* ACTIVITY:
Repeat the records below in their entirety, exactly.

* DATA LISTING:
+---+
use sha2::{Digest, Sha256};
use sqlx::SqlitePool;

use crate::error::{AppError, Result};

pub struct CsrfService {
    pool: SqlitePool,
}

impl CsrfService {
    pub fn new(pool: SqlitePool) -> Self {
        Self { pool }
    }

    /// Generate a new CSRF token for a session
    pub async fn generate_token(&self, session_id: &str) -> Result<String> {
        let token = generate_random_token();
        let token_hash = hash_token(&token);

        // Upsert the token (replace if exists)
        sqlx::query(
            r#"
            INSERT INTO csrf_tokens (session_id, token_hash, created_at)
            VALUES (?, ?, CURRENT_TIMESTAMP)
            ON CONFLICT(session_id) DO UPDATE SET
                token_hash = excluded.token_hash,
                created_at = CURRENT_TIMESTAMP
            "#
        )
        .bind(session_id)
        .bind(&token_hash)
        .execute(&self.pool)
        .await
        .map_err(|e| AppError::Database(e.to_string()))?;

        Ok(token)
    }

    /// Validate a CSRF token for a session
    pub async fn validate_token(&self, session_id: &str, token: &str) -> Result<bool> {
        let token_hash = hash_token(token);

        let result = sqlx::query_scalar::<_, i64>(
            "SELECT COUNT(*) FROM csrf_tokens WHERE session_id = ? AND token_hash = ?"
        )
        .bind(session_id)
        .bind(&token_hash)
        .fetch_one(&self.pool)
        .await
        .map_err(|e| AppError::Database(e.to_string()))?;

        Ok(result > 0)
    }

    /// Delete CSRF token for a session (called on logout)
    pub async fn delete_token(&self, session_id: &str) -> Result<()> {
        sqlx::query("DELETE FROM csrf_tokens WHERE session_id = ?")
            .bind(session_id)
            .execute(&self.pool)
            .await
            .map_err(|e| AppError::Database(e.to_string()))?;

        Ok(())
    }

    /// Cleanup expired tokens (tokens for sessions that no longer exist)
    pub async fn cleanup_orphaned(&self) -> Result<u64> {
        let result = sqlx::query(
            "DELETE FROM csrf_tokens WHERE session_id NOT IN (SELECT id FROM sessions)"
        )
        .execute(&self.pool)
        .await
        .map_err(|e| AppError::Database(e.to_string()))?;

        Ok(result.rows_affected())
    }
}

fn generate_random_token() -> String {
    use rand::RngCore;
    let mut bytes = [0u8; 32];
    rand::thread_rng().fill_bytes(&mut bytes);
    hex::encode(bytes)
}

fn hash_token(token: &str) -> String {
    let mut hasher = Sha256::new();
    hasher.update(token.as_bytes());
    hex::encode(hasher.finalize())
}

#[cfg(test)]
mod tests {
    use super::*;

    #[test]
    fn test_token_generation() {
        let token = generate_random_token();
        assert_eq!(token.len(), 64); // 32 bytes = 64 hex chars
    }

    #[test]
    fn test_token_hashing() {
        let token = "test_token";
        let hash1 = hash_token(token);
        let hash2 = hash_token(token);
        assert_eq!(hash1, hash2);
        assert_ne!(hash1, token);
    }
}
+---+
* SOLUTION TO THIS EXERCISE:
use sha2::{Digest, Sha256};
use sqlx::SqlitePool;

use crate::error::{AppError, Result};

pub struct CsrfService {
    pool: SqlitePool,
}

impl CsrfService {
    pub fn new(pool: SqlitePool) -> Self {
        Self { pool }
    }

    /// Generate a new CSRF token for a session
    pub async fn generate_token(&self, session_id: &str) -> Result<String> {
        let token = generate_random_token();
        let token_hash = hash_token(&token);

        // Upsert the token (replace if exists)
        sqlx::query(
            r#"
            INSERT INTO csrf_tokens (session_id, token_hash, created_at)
            VALUES (?, ?, CURRENT_TIMESTAMP)
            ON CONFLICT(session_id) DO UPDATE SET
                token_hash = excluded.token_hash,
                created_at = CURRENT_TIMESTAMP
            "#
        )
        .bind(session_id)
        .bind(&token_hash)
        .execute(&self.pool)
        .await
        .map_err(|e| AppError::Database(e.to_string()))?;

        Ok(token)
    }

    /// Validate a CSRF token for a session
    pub async fn validate_token(&self, session_id: &str, token: &str) -> Result<bool> {
        let token_hash = hash_token(token);

        let result = sqlx::query_scalar::<_, i64>(
            "SELECT COUNT(*) FROM csrf_tokens WHERE session_id = ? AND token_hash = ?"
        )
        .bind(session_id)
        .bind(&token_hash)
        .fetch_one(&self.pool)
        .await
        .map_err(|e| AppError::Database(e.to_string()))?;

        Ok(result > 0)
    }

    /// Delete CSRF token for a session (called on logout)
    pub async fn delete_token(&self, session_id: &str) -> Result<()> {
        sqlx::query("DELETE FROM csrf_tokens WHERE session_id = ?")
            .bind(session_id)
            .execute(&self.pool)
            .await
            .map_err(|e| AppError::Database(e.to_string()))?;

        Ok(())
    }

    /// Cleanup expired tokens (tokens for sessions that no longer exist)
    pub async fn cleanup_orphaned(&self) -> Result<u64> {
        let result = sqlx::query(
            "DELETE FROM csrf_tokens WHERE session_id NOT IN (SELECT id FROM sessions)"
        )
        .execute(&self.pool)
        .await
        .map_err(|e| AppError::Database(e.to_string()))?;

        Ok(result.rows_affected())
    }
}

fn generate_random_token() -> String {
    use rand::RngCore;
    let mut bytes = [0u8; 32];
    rand::thread_rng().fill_bytes(&mut bytes);
    hex::encode(bytes)
}

fn hash_token(token: &str) -> String {
    let mut hasher = Sha256::new();
    hasher.update(token.as_bytes());
    hex::encode(hasher.finalize())
}

#[cfg(test)]
mod tests {
    use super::*;

    #[test]
    fn test_token_generation() {
        let token = generate_random_token();
        assert_eq!(token.len(), 64); // 32 bytes = 64 hex chars
    }

    #[test]
    fn test_token_hashing() {
        let token = "test_token";
        let hash1 = hash_token(token);
        let hash2 = hash_token(token);
        assert_eq!(hash1, hash2);
        assert_ne!(hash1, token);
    }
}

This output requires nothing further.